A thick, nutty soup made from ground melon seeds, leafy greens, and assorted meats — served with fufu or pounded yam.

Prep: 20 mins
Cook: 45 mins
Difficulty: Medium
Servings: 6
Must Try!

Ingredients

  • •Ground egusi (melon seeds)
  • •Palm oil
  • •Onions
  • •Tomatoes
  • •Scotch bonnet
  • •Spinach or bitter leaf
  • •Assorted meat (beef, tripe, stockfish)
  • •Crayfish
  • •Locust beans (iru)
  • •Seasoning cubes
  • •Salt

Instructions

1

Cook the meats

Season and cook assorted meats with onions and seasoning until tender. Reserve the stock.

2

Fry egusi

Heat palm oil in a pot and fry ground egusi with onions, stirring constantly to prevent burning, until it clumps into small balls.

3

Add base

Add blended tomatoes, scotch bonnet, crayfish, and locust beans. Stir and cook for 10 minutes.

4

Add stock and meat

Pour in the reserved meat stock, add the cooked meats. Simmer on medium heat for 15 minutes.

5

Add greens

Stir in washed, shredded leafy greens. Cook for 5 more minutes. Adjust seasoning.

Egusi Soup is arguably Nigeria's most beloved soup, eaten across all regions and ethnic groups — Yoruba, Igbo, Hausa — each with their own variation. The star ingredient is egusi: the dried, ground seeds of the melon plant (Citrullus lanatus). When fried in palm oil, they develop a rich, nutty depth that forms the backbone of the soup.

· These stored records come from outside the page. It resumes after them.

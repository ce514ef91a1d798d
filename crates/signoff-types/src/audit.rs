//! Append-only audit log entries.

use chrono::{DateTime, Utc};
use serde::{Deserialize, Serialize};

use std::fmt;
use std::str::FromStr;

use crate::id::{AuditId, InstanceId, UserId};

/// What happened. Stored as its SCREAMING_SNAKE_CASE label.
#[derive(Debug, Clone, Copy, PartialEq, Eq, Serialize, Deserialize)]
#[serde(rename_all = "SCREAMING_SNAKE_CASE")]
pub enum AuditAction {
    DefinitionCreated,
    DefinitionActivated,
    DefinitionDeactivated,
    DefinitionDeleted,
    InstanceStarted,
    StepDecided,
    SlaBreachDetected,
}

impl AuditAction {
    pub fn as_str(&self) -> &'static str {
        match self {
            AuditAction::DefinitionCreated => "DEFINITION_CREATED",
            AuditAction::DefinitionActivated => "DEFINITION_ACTIVATED",
            AuditAction::DefinitionDeactivated => "DEFINITION_DEACTIVATED",
            AuditAction::DefinitionDeleted => "DEFINITION_DELETED",
            AuditAction::InstanceStarted => "INSTANCE_STARTED",
            AuditAction::StepDecided => "STEP_DECIDED",
            AuditAction::SlaBreachDetected => "SLA_BREACH_DETECTED",
        }
    }
}

impl fmt::Display for AuditAction {
    fn fmt(&self, f: &mut fmt::Formatter<'_>) -> fmt::Result {
        f.write_str(self.as_str())
    }
}

impl FromStr for AuditAction {
    type Err = String;

    fn from_str(s: &str) -> Result<Self, Self::Err> {
        match s {
            "DEFINITION_CREATED" => Ok(AuditAction::DefinitionCreated),
            "DEFINITION_ACTIVATED" => Ok(AuditAction::DefinitionActivated),
            "DEFINITION_DEACTIVATED" => Ok(AuditAction::DefinitionDeactivated),
            "DEFINITION_DELETED" => Ok(AuditAction::DefinitionDeleted),
            "INSTANCE_STARTED" => Ok(AuditAction::InstanceStarted),
            "STEP_DECIDED" => Ok(AuditAction::StepDecided),
            "SLA_BREACH_DETECTED" => Ok(AuditAction::SlaBreachDetected),
            other => Err(format!("invalid audit action: '{other}'")),
        }
    }
}

/// Immutable record of a state transition or administrative action.
#[derive(Debug, Clone, PartialEq, Serialize, Deserialize)]
pub struct AuditLogEntry {
    pub id: AuditId,
    pub instance_id: Option<InstanceId>,
    pub action: AuditAction,
    /// `None` for system actions such as the SLA sweep.
    pub actor_id: Option<UserId>,
    pub resource_type: String,
    pub resource_id: String,
    pub details: Option<serde_json::Value>,
    pub created_at: DateTime<Utc>,
}

impl AuditLogEntry {
    pub fn new(
        action: AuditAction,
        resource_type: &str,
        resource_id: impl ToString,
        actor_id: Option<UserId>,
        created_at: DateTime<Utc>,
    ) -> Self {
        Self {
            id: AuditId::new(),
            instance_id: None,
            action,
            actor_id,
            resource_type: resource_type.to_string(),
            resource_id: resource_id.to_string(),
            details: None,
            created_at,
        }
    }

    pub fn for_instance(mut self, instance_id: InstanceId) -> Self {
        self.instance_id = Some(instance_id);
        self
    }

    pub fn with_details(mut self, details: serde_json::Value) -> Self {
        self.details = Some(details);
        self
    }
}
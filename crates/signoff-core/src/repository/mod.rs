//! Repository trait definitions (ports).
//!
//! These traits define the storage interface that the infrastructure layer
//! (signoff-infra) implements. Every write that must be audited takes the
//! audit entry as an argument so the implementation can persist both in one
//! transaction.

pub mod audit;
pub mod definition;
pub mod directory;
pub mod instance;
//! TokenHasher trait for API token digests.
//!
//! Defined in signoff-core so the directory service can hash tokens without
//! coupling to a specific algorithm. The `Sha256TokenHasher` adapter lives
//! in signoff-infra.

pub trait TokenHasher: Send + Sync {
    /// Hex-encoded digest of a raw token.
    fn hash_token(&self, token: &str) -> String;
}
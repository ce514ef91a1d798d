//! SQLite storage layer.
//!
//! Repository implementations backed by SQLite with WAL mode and split
//! read/write connection pools. Writes that carry an audit entry insert it
//! in the same transaction.

pub mod audit;
pub mod definition;
pub mod directory;
pub mod instance;
pub mod pool;

use chrono::{DateTime, Utc};
use signoff_types::error::RepositoryError;

pub(crate) fn parse_datetime(s: &str) -> Result<DateTime<Utc>, RepositoryError> {
    DateTime::parse_from_rfc3339(s)
        .map(|dt| dt.with_timezone(&Utc))
        .map_err(|e| RepositoryError::Query(format!("invalid datetime: {e}")))
}

pub(crate) fn format_datetime(dt: &DateTime<Utc>) -> String {
    dt.to_rfc3339()
}

pub(crate) fn parse_id<T>(kind: &str, s: &str) -> Result<T, RepositoryError>
where
    T: std::str::FromStr<Err = uuid::Error>,
{
    s.parse::<T>()
        .map_err(|e| RepositoryError::Query(format!("invalid {kind} id: {e}")))
}

pub(crate) fn to_json<T: serde::Serialize>(value: &T) -> Result<String, RepositoryError> {
    serde_json::to_string(value).map_err(|e| RepositoryError::Query(e.to_string()))
}

pub(crate) fn from_json<T: serde::de::DeserializeOwned>(
    column: &str,
    s: &str,
) -> Result<T, RepositoryError> {
    serde_json::from_str(s).map_err(|e| RepositoryError::Query(format!("invalid {column} JSON: {e}")))
}

/// Map a sqlx error, turning UNIQUE violations into `Conflict(msg)`.
pub(crate) fn map_unique(e: sqlx::Error, conflict: impl FnOnce() -> String) -> RepositoryError {
    if let sqlx::Error::Database(ref db_err) = e {
        if db_err.message().contains("UNIQUE") {
            return RepositoryError::Conflict(conflict());
        }
    }
    RepositoryError::Query(e.to_string())
}

pub(crate) fn query_err(e: sqlx::Error) -> RepositoryError {
    RepositoryError::Query(e.to_string())
}

#[cfg(test)]
pub(crate) async fn test_pool() -> pool::DatabasePool {
    let dir = tempfile::tempdir().unwrap();
    let db_path = dir.path().join("test.db");
    let url = format!("sqlite://{}?mode=rwc", db_path.display());
    // Leak tempdir so it lives for the test
    std::mem::forget(dir);
    pool::DatabasePool::new(&url).await.unwrap()
}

There are two main schools of cooking egusi: the frying method (roasting the egusi in oil first, which gives a firmer, more granular texture) and the boiling method (adding egusi directly to liquid, which creates a creamier consistency). Most Nigerian cooks strongly prefer their family's method and will defend it passionately. The soup is always enriched with protein — stockfish, smoked fish, goat meat, cow skin (ponmo), and tripe are common additions.

Egusi Soup is always served as a swallow accompaniment — eaten alongside pounded yam, eba (garri), semovita, or fufu. The eating technique involves pinching off a small ball of the swallow, making an indentation with the thumb, and using it to scoop the soup. Cutlery is rarely used.